Jim Farlow doesn’t want to know how much he makes per hour. What he makes is guitars, original, one-of-a-kind acoustic instruments, and he charges thousands of dollars for them. But the work is labor-intensive, when you do it the painstaking, old-fashioned way Farlow does, and the many pieces of exotic hardwoods that go into making a guitar are becoming rare and expensive.
“Since I retired, my concept of time is different,” he said. “If someone says how long will it take to make their guitar, I tell them ‘I’ll call you when it’s done.’” And he won’t copy someone else’s guitar. “If you want a Martin, go buy one.” Right now, for a custom guitar, said Farlow, the process takes about a year.
What he retired from is a very different profession, and a fascinating lead-in to the calm, precise work of fine woodcraft. James Farlow spent years, starting with the Reagan administration, as a security specialist with the U.S. Secret Service, protecting the President.
“I was not a special agent,” one of the people talking into their cuffs at campaign rallies, he said. “I did technical stuff. I would go out on advance teams, and spend time with people behind the scenes. We did a lot of bomb sweeps.”
Before joining the Secret Service, said Farlow, he worked for “another agency.” Asked for specifics, he just walked over and tapped a Certificate of Appreciation hanging on the wall in the office area of his shop, embossed with the seal of the Central Intelligence Agency. In any event, he doesn’t worry about security at his shop.
In that shop, behind his home out in the wilds of Golden Gate Estates, along with guitars in all stages of completion, plus the occasional mandolin or mountain dulcimer, Farlow has a rack of tonewoods that will eventually find their way into one of his stringed instruments or not. He reaches onto a shelf like a connoisseur pulling a bottle of fine wine from his cellar, and extracts a block of dark, dense wood.
“This is ebony it costs $90 a board foot. I’ve got rosewood, mahogany, cherry, Hawaiian koa, and maple burl I’ll use to decorate headstocks,” he said. “This is black walnut, from a tree my brother cut in 1974.”
Another piece of mahogany, sitting in the discard pile, was carved into the shape of a guitar neck, and the cutting revealed a wormhole through it.
“Would you pay $3,000 for a guitar with wood dough in the neck?” asked Farlow rhetorically.
Nothing gets thrown away, though. One of Jim Farlow’s current projects is a classical guitar, which will be the first one he has made in that style, almost.
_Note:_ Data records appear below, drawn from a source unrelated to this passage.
mod cli;
mod commands;

use cli::{CustomParams, Erc20Params, Erc721Params, OptionsParams, build_cli};
use tracing_subscriber::EnvFilter;

/// Environment variable holding a `tracing` filter directive.
const LOG_ENV: &str = "SOLWRIGHT_LOG";

fn main() {
    let matches = build_cli().get_matches();
    init_tracing(matches.get_count("verbose"));

    match matches.subcommand() {
        Some(("custom", m)) => {
            let params = CustomParams::from_matches(m);
            commands::generate::run(params.into());
        }
        Some(("erc20", m)) => {
            let params = Erc20Params::from_matches(m);
            commands::generate::run(params.into());
        }
        Some(("erc721", m)) => {
            let params = Erc721Params::from_matches(m);
            commands::generate::run(params.into());
        }
        Some(("options", m)) => {
            let params = OptionsParams::from_matches(m);
            commands::generate::run(params.into());
        }
        _ => unreachable!("clap should have caught this"),
    }
}

/// Logs go to stderr so stdout carries only contract source.
fn init_tracing(verbosity: u8) {
    let default = match verbosity {
        0 => "warn",
        1 => "debug",
        _ => "trace",
    };
    let filter = EnvFilter::try_from_env(LOG_ENV).unwrap_or_else(|_| EnvFilter::new(default));

    tracing_subscriber::fmt()
        .with_env_filter(filter)
        .with_writer(std::io::stderr)
        .with_target(false)
        .init();
}
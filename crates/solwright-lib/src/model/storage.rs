//! State variable placement and ERC-7201 namespaced storage.
//!
//! Plain builds declare every state variable directly. Upgradeable builds
//! group variables into one struct per namespace, stored at a slot derived
//! from `"<namespace>.storage.<Contract>"`:
//!
//! ```text
//! keccak256(abi.encode(uint256(keccak256(id)) - 1)) & ~bytes32(uint256(0xff))
//! ```

use indexmap::IndexMap;
use sha3::{Digest, Keccak256};
use solwright_core::utils::to_pascal_case;

/// Namespace used when a feature does not pick one.
pub const DEFAULT_NAMESPACE: &str = "openzeppelin";

/// State variable visibility.
#[derive(Clone, Copy, Debug, Default, PartialEq, Eq)]
pub enum Visibility {
    #[default]
    Private,
    Internal,
    Public,
}

impl Visibility {
    pub fn as_str(self) -> &'static str {
        match self {
            Visibility::Private => "private",
            Visibility::Internal => "internal",
            Visibility::Public => "public",
        }
    }
}

#[derive(Clone, Debug, PartialEq, Eq)]
pub struct StateVariable {
    pub name: String,
    pub ty: String,
    pub visibility: Visibility,
}

impl StateVariable {
    pub fn new(name: impl Into<String>, ty: impl Into<String>) -> Self {
        Self {
            name: name.into(),
            ty: ty.into(),
            visibility: Visibility::default(),
        }
    }

    pub fn visibility(mut self, visibility: Visibility) -> Self {
        self.visibility = visibility;
        self
    }

    /// `uint256 private _nextTokenId;`
    pub fn declaration(&self) -> String {
        format!("{} {} {};", self.ty, self.visibility.as_str(), self.name)
    }

    /// `uint256 _nextTokenId;` as a struct field.
    pub fn field(&self) -> String {
        format!("{} {};", self.ty, self.name)
    }
}

/// Where a state variable lives.
#[derive(Clone, Debug, PartialEq, Eq)]
pub enum Placement {
    Plain,
    Record(String),
}

/// Variables sharing one namespace.
#[derive(Clone, Debug, PartialEq, Eq)]
pub struct StorageRecord {
    pub namespace: String,
    pub fields: Vec<StateVariable>,
    /// Inserted into the generated names; empty for the first record.
    pub suffix: String,
}

impl StorageRecord {
    pub fn id(&self, contract: &str) -> String {
        storage_id(&self.namespace, contract)
    }

    pub fn slot(&self, contract: &str) -> String {
        erc7201_slot(&self.namespace, contract)
    }
}

/// Identifiers generated around one storage record.
#[derive(Clone, Debug, PartialEq, Eq)]
pub struct RecordNames {
    /// `MyTokenStorage`
    pub struct_name: String,
    /// `MyTokenStorageLocation`
    pub location: String,
    /// `_getMyTokenStorage`
    pub getter: String,
    /// Local variable bound by the accessor statement (`$`).
    pub var: String,
}

#[derive(Clone, Debug, Default)]
pub struct StorageLayout {
    namespaced: bool,
    plain: Vec<StateVariable>,
    records: IndexMap<String, StorageRecord>,
    placements: IndexMap<String, Placement>,
}

impl StorageLayout {
    pub fn new(namespaced: bool) -> Self {
        Self {
            namespaced,
            ..Self::default()
        }
    }

    pub fn is_namespaced(&self) -> bool {
        self.namespaced
    }

    /// Place `var`. Returns false if a variable with the same field text
    /// is already placed.
    pub fn add(&mut self, var: StateVariable, namespace: &str) -> bool {
        if self.placements.contains_key(&var.name) {
            return false;
        }

        if !self.namespaced {
            self.placements.insert(var.name.clone(), Placement::Plain);
            self.plain.push(var);
            return true;
        }

        if !self.records.contains_key(namespace) {
            let suffix = self.unique_suffix(namespace);
            self.records.insert(
                namespace.to_string(),
                StorageRecord {
                    namespace: namespace.to_string(),
                    fields: Vec::new(),
                    suffix,
                },
            );
        }
        let Some(record) = self.records.get_mut(namespace) else {
            return false;
        };
        if record.fields.iter().any(|f| f.field() == var.field()) {
            return false;
        }
        self.placements
            .insert(var.name.clone(), Placement::Record(namespace.to_string()));
        record.fields.push(var);
        true
    }

    /// Namespaces that differ only in separators or case (`acme.vault`,
    /// `acme_vault`) get a numbered suffix so generated names stay distinct.
    fn unique_suffix(&self, namespace: &str) -> String {
        if self.records.is_empty() {
            return String::new();
        }
        let base = to_pascal_case(namespace);
        let taken = |candidate: &str| self.records.values().any(|r| r.suffix == candidate);
        let mut suffix = base.clone();
        let mut n = 2;
        while taken(&suffix) {
            suffix = format!("{base}{n}");
            n += 1;
        }
        suffix
    }

    pub fn placement(&self, name: &str) -> Option<&Placement> {
        self.placements.get(name)
    }

    pub fn plain(&self) -> &[StateVariable] {
        &self.plain
    }

    pub fn records(&self) -> impl Iterator<Item = &StorageRecord> {
        self.records.values()
    }

    pub fn record(&self, namespace: &str) -> Option<&StorageRecord> {
        self.records.get(namespace)
    }

    /// Names for the record of `namespace`. The first record takes the
    /// short names; later ones are disambiguated by their namespace.
    pub fn record_names(&self, namespace: &str, contract: &str) -> Option<RecordNames> {
        let suffix = &self.records.get(namespace)?.suffix;
        let struct_name = format!("{contract}{suffix}Storage");
        let var = format!("${suffix}");
        Some(RecordNames {
            location: format!("{struct_name}Location"),
            getter: format!("_get{struct_name}"),
            struct_name,
            var,
        })
    }

    pub fn is_empty(&self) -> bool {
        self.placements.is_empty()
    }
}

/// `"<namespace>.storage.<contract>"`
pub fn storage_id(namespace: &str, contract: &str) -> String {
    format!("{namespace}.storage.{contract}")
}

/// ERC-7201 slot for `namespace` and `contract`, as `0x`-prefixed hex.
pub fn erc7201_slot(namespace: &str, contract: &str) -> String {
    erc7201_location(&storage_id(namespace, contract))
}

/// ERC-7201 slot for a full namespace id.
pub fn erc7201_location(id: &str) -> String {
    let mut word: [u8; 32] = Keccak256::digest(id.as_bytes()).into();

    // uint256(keccak256(id)) - 1, big-endian
    for byte in word.iter_mut().rev() {
        let (value, borrow) = byte.overflowing_sub(1);
        *byte = value;
        if !borrow {
            break;
        }
    }

    let mut slot: [u8; 32] = Keccak256::digest(word).into();
    slot[31] = 0;
    format!("0x{}", hex::encode(slot))
}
A previous attempt sits nearby, abandoned, a reminder of lessons learned, something that is key to the continual progress of a luthier’s development.
And that is what Farlow is, a luthier a word that goes back before the guitar, when the instruments made for minstrels were lutes, vihuelas, or theorbos, the ancestors of today’s guitars. In this work, measurements are in thousands of an inch, and tapping on a piece of wood tells the luthier what a guitar built with it might sound like. In addition to creating his own guitars, with “Farlow” inscribed on the headstock at the end of the neck, he does some repair work for local musicians, keeping their instruments playable.
“I don’t think of myself as a musician,” said Farlow, although he did play guitar “in a garage band” back in high school. “I got out of high school and put the guitar down. But there’s nothing as fulfilling as seeing someone playing one of my guitars. I just sit back and say ‘wow.’”
Jim Farlow got that thrill at the “Five Painters and a Potter” show at the Clay Place in East Naples. Joe McNichols, of featured musical act “Capt. Joe and the Bottom Feeders,” recently took delivery of his new Farlow guitar, and played it onstage as its creator stood listening. Befitting McNichols’ day job as a charter captain, the neck is adorned with a leaping snook carved from abalone.
“I love this guitar. It keeps sounding better the more I play it,” said McNichols. In talking to Farlow, always the first step in the creation process, he chose a Madagascar rosewood back, and an Adirondack spruce top.
Every new guitar needs to be “played in,” said Farlow, and the tone should only improve with time. But he still gets a thrill, almost like bringing a child into the world, when he completes an instrument.
“Putting the strings on, and hearing it for the first time, I almost cried,” he said of McNichols’ guitar.